Erythropoietin receptor on cDC1s dictates immune tolerance.

Type 1 conventional dendritic cells (cDC1s) are unique in their efferocytosis(1) and cross-presenting abilities(2), resulting in antigen-specific T cell immunity(3) or tolerance(4-8). However, the mechanisms that underlie cDC1 tolerogenic function remain largely unknown. Here we show that the erythropoietin receptor (EPOR) acts as a critical switch that determines the tolerogenic function of cDC1s and the threshold of antigen-specific T cell responses. In total lymphoid irradiation-induced allograft tolerance(9,10), cDC1s upregulate EPOR expression, and conditional knockout of EPOR in cDC1s diminishes antigen-specific induction and expansion of FOXP3(+) regulatory T (T(reg)) cells, resulting in allograft rejection.

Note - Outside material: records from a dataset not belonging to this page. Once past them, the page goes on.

impl Schema {
    /// Convenience constructor for a logical-type-tagged primitive.
    pub fn logical(kind: LogicalKind, inner: Schema) -> Schema {
        Schema::Logical {
            kind,
            inner: Box::new(inner),
        }
    }

    /// Convenience constructor for the `union[T, null]` wrapping used for
    /// optional fields.
    pub fn nullable(inner: Schema) -> Schema {
        Schema::Union(vec![inner, Schema::Null])
    }

    /// The registry name of a named type, `None` for anonymous kinds.
    pub fn name(&self) -> Option<String> {
        match self {
            Schema::Fixed(f) => Some(f.name.clone()),
            Schema::Enum(e) => Some(e.name.clone()),
            Schema::Record(r) => Some(r.fullname()),
            _ => None,
        }
    }

    /// Whether this schema is a union containing a `null` branch.
    pub fn is_nullable(&self) -> bool {
        matches!(self, Schema::Union(branches) if branches.iter().any(|b| matches!(b, Schema::Null)))
    }

    /// Serializes to the deterministic JSON form used for hashing and for
    /// the protocol documents exchanged during the handshake.
    pub fn canonical_json(&self) -> Json {
        self.to_json(&mut HashSet::new())
    }

    /// Parses an Avro schema JSON document.
    pub fn parse(text: &str) -> Result<Schema, SchemaError> {
        let doc: Json = serde_json::from_str(text)?;
        Schema::from_json(&doc, &mut HashMap::new())
    }

    pub(crate) fn to_json(&self, seen: &mut HashSet<String>) -> Json {
        match self {
            Schema::Null => json!("null"),
            Schema::Boolean => json!("boolean"),
            Schema::Int => json!("int"),
            Schema::Long => json!("long"),
            Schema::Float => json!("float"),
            Schema::Double => json!("double"),
            Schema::String => json!("string"),
            Schema::Bytes => json!("bytes"),
            Schema::Fixed(f) => {
                if !seen.insert(f.name.clone()) {
                    return json!(f.name);
                }
                json!({"type": "fixed", "name": f.name, "size": f.size})
            }
            Schema::Enum(e) => {
                if !seen.insert(e.name.clone()) {
                    return json!(e.name);
                }
                json!({"type": "enum", "name": e.name, "symbols": e.symbols})
            }
            Schema::Array(items) => json!({"type": "array", "items": items.to_json(seen)}),
            Schema::Map(values) => json!({"type": "map", "values": values.to_json(seen)}),
            Schema::Record(r) => {
                if !seen.insert(r.fullname()) {
                    return json!(r.fullname());
                }
                let fields: Vec<Json> = r
                    .fields
                    .iter()
                    .map(|f| {
                        let mut obj = json!({"name": f.name, "type": f.schema.to_json(seen)});
                        if let Some(default) = &f.default {
                            obj["default"] = default.clone();
                        }
                        obj
                    })
                    .collect();
                match &r.namespace {
                    Some(ns) => {
                        json!({"type": "record", "name": r.name, "namespace": ns, "fields": fields})
                    }
                    None => json!({"type": "record", "name": r.name, "fields": fields}),
                }
            }
            Schema::Union(branches) => {
                Json::Array(branches.iter().map(|b| b.to_json(seen)).collect())
            }
            Schema::Logical { kind, inner } => {
                let mut obj = match inner.as_ref() {
                    Schema::Fixed(f) => {
                        if !seen.insert(f.name.clone()) {
                            return json!(f.name);
                        }
                        json!({"type": "fixed", "name": f.name, "size": f.size})
                    }
                    other => json!({"type": other.to_json(seen)}),
                };
                obj["logicalType"] = json!(kind.tag());
                if let LogicalKind::Decimal { precision, scale } = kind {
                    obj["precision"] = json!(precision);
                    obj["scale"] = json!(scale);
                }
                obj
            }
        }
    }

    pub(crate) fn from_json(
        doc: &Json,
        names: &mut HashMap<String, Schema>,
    ) -> Result<Schema, SchemaError> {
        match doc {
            Json::String(s) => Schema::from_name(s, names),
            Json::Array(branches) => {
                let parsed = branches
                    .iter()
                    .map(|b| Schema::from_json(b, names))
                    .collect::<Result<Vec<_>, _>>()?;
                Ok(Schema::Union(parsed))
            }
            Json::Object(obj) => {
                let type_field = obj
                    .get("type")
                    .ok_or_else(|| SchemaError::InvalidSchema("missing \"type\"".into()))?;

                // A complex "type" value is a nested schema in its own right.
                let type_name = match type_field {
                    Json::String(s) => s.as_str(),
                    other => return Schema::from_json(other, names),
                };

                if let Some(tag) = obj.get("logicalType").and_then(Json::as_str) {
                    if let Some(schema) = Schema::logical_from_json(tag, type_name, obj, names)? {
                        return Ok(schema);
                    }
                    // Unknown logical tags fall through to the underlying type.
                }

                match type_name {
                    "record" => {
                        let name = require_str(obj, "name", "record")?;
                        let namespace = obj.get("namespace").and_then(Json::as_str).map(String::from);
                        let fields_doc = obj
                            .get("fields")
                            .and_then(Json::as_array)
                            .ok_or_else(|| {
                                SchemaError::InvalidSchema(format!("record {name} has no fields"))
                            })?;
                        let mut fields = Vec::with_capacity(fields_doc.len());
                        for fd in fields_doc {
                            let fobj = fd.as_object().ok_or_else(|| {
                                SchemaError::InvalidSchema(format!("bad field in record {name}"))
                            })?;
                            let fname = require_str(fobj, "name", "field")?;
                            let ftype = fobj.get("type").ok_or_else(|| {
                                SchemaError::InvalidSchema(format!("field {fname} has no type"))
                            })?;
                            fields.push(Field {
                                name: fname.to_string(),
                                schema: Schema::from_json(ftype, names)?,
                                default: fobj.get("default").cloned(),
                            });
                        }
                        let record = RecordSchema {
                            name: name.to_string(),
                            namespace,
                            fields,
                        };
                        let schema = Schema::Record(record);
                        register(names, &schema)?;
                        Ok(schema)
                    }
                    "enum" => {
                        let name = require_str(obj, "name", "enum")?;
                        let symbols = obj
                            .get("symbols")
                            .and_then(Json::as_array)
                            .ok_or_else(|| {
                                SchemaError::InvalidSchema(format!("enum {name} has no symbols"))
                            })?
                            .iter()
                            .map(|s| {
                                s.as_str().map(String::from).ok_or_else(|| {
                                    SchemaError::InvalidSchema(format!(
                                        "enum {name} has a non-string symbol"
                                    ))
                                })
                            })
                            .collect::<Result<Vec<_>, _>>()?;
                        let schema = Schema::Enum(EnumSchema {
                            name: name.to_string(),
                            symbols,
                        });
                        register(names, &schema)?;
                        Ok(schema)
                    }
                    "fixed" => {
                        let schema = Schema::Fixed(fixed_from_json(obj)?);
                        register(names, &schema)?;
                        Ok(schema)
                    }
                    "array" => {
                        let items = obj.get("items").ok_or_else(|| {
                            SchemaError::InvalidSchema("array has no items".into())
                        })?;
                        Ok(Schema::Array(Box::new(Schema::from_json(items, names)?)))
                    }
                    "map" => {
                        let values = obj.get("values").ok_or_else(|| {
                            SchemaError::InvalidSchema("map has no values".into())
                        })?;
                        Ok(Schema::Map(Box::new(Schema::from_json(values, names)?)))
                    }
                    primitive => Schema::from_name(primitive, names),
                }
            }
            other => Err(SchemaError::InvalidSchema(format!(
                "schema must be a string, array, or object, got {other}"
            ))),
        }
    }

    fn from_name(name: &str, names: &HashMap<String, Schema>) -> Result<Schema, SchemaError> {
        match name {
            "null" => Ok(Schema::Null),
            "boolean" => Ok(Schema::Boolean),
            "int" => Ok(Schema::Int),
            "long" => Ok(Schema::Long),
            "float" => Ok(Schema::Float),
            "double" => Ok(Schema::Double),
            "string" => Ok(Schema::String),
            "bytes" => Ok(Schema::Bytes),
            other => names
                .get(other)
                .cloned()
                .ok_or_else(|| SchemaError::UnknownType(other.to_string())),
        }
    }

    /// Returns `Ok(Some(..))` for a known logicalType+underlying pairing,
    /// `Ok(None)` to fall through to the plain underlying type.
    fn logical_from_json(
        tag: &str,
        type_name: &str,
        obj: &serde_json::Map<String, Json>,
        names: &mut HashMap<String, Schema>,
    ) -> Result<Option<Schema>, SchemaError> {
        let kind = match (tag, type_name) {
            ("date", "int") => LogicalKind::Date,
            ("time-millis", "int") => LogicalKind::TimeMillis,
            ("time-micros", "long") => LogicalKind::TimeMicros,
            ("timestamp-millis", "long") => LogicalKind::TimestampMillis,
            ("timestamp-micros", "long") => LogicalKind::TimestampMicros,
            ("uuid", "string") => LogicalKind::Uuid,
            ("decimal", "bytes") | ("decimal", "fixed") => {
                let precision = obj.get("precision").and_then(Json::as_u64).ok_or_else(|| {
                    SchemaError::InvalidSchema("decimal without precision".into())
                })? as u32;
                let scale = obj.get("scale").and_then(Json::as_u64).unwrap_or(0) as u32;
                LogicalKind::Decimal { precision, scale }
            }
            _ => return Ok(None),
        };
        let inner = if type_name == "fixed" {
            let schema = Schema::Fixed(fixed_from_json(obj)?);
            register(names, &schema)?;
            schema
        } else {
            Schema::from_name(type_name, names)?
        };
        Ok(Some(Schema::logical(kind, inner)))
    }
}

Mechanistically, EPOR promotes efferocytosis-induced tolerogenic maturation(7,11) of splenic cDC1s towards late-stage CCR7(+) cDC1s characterized by increased expression of the integrin β8 gene(12) (Itgb8), and conditional knockout of Itgb8 in cDC1s impairs tolerance induced by total lymphoid irradiation plus anti-thymocyte serum. Migratory cDC1s in peripheral lymph nodes preferentially express EPOR, and their FOXP3(+) T(reg) cell-inducing capacity is enhanced by erythropoietin. Reciprocally, loss of EPOR enables immunogenic maturation of peripheral lymph node migratory and splenic CCR7(+) cDC1s by upregulating genes involved in MHC class II- and class I-mediated antigen presentation, cross-presentation and costimulation. EPOR deficiency in cDC1s reduces tumour growth by enhancing anti-tumour T cell immunity, particularly increasing the generation of precursor exhausted tumour antigen-specific CD8(+) T cells(13) in tumour-draining lymph nodes and supporting their maintenance within tumours, while concurrently reducing intratumoural T(reg) cells. Targeting EPOR on cDC1s to induce or inhibit T cell immune tolerance could have potential for treating a variety of diseases.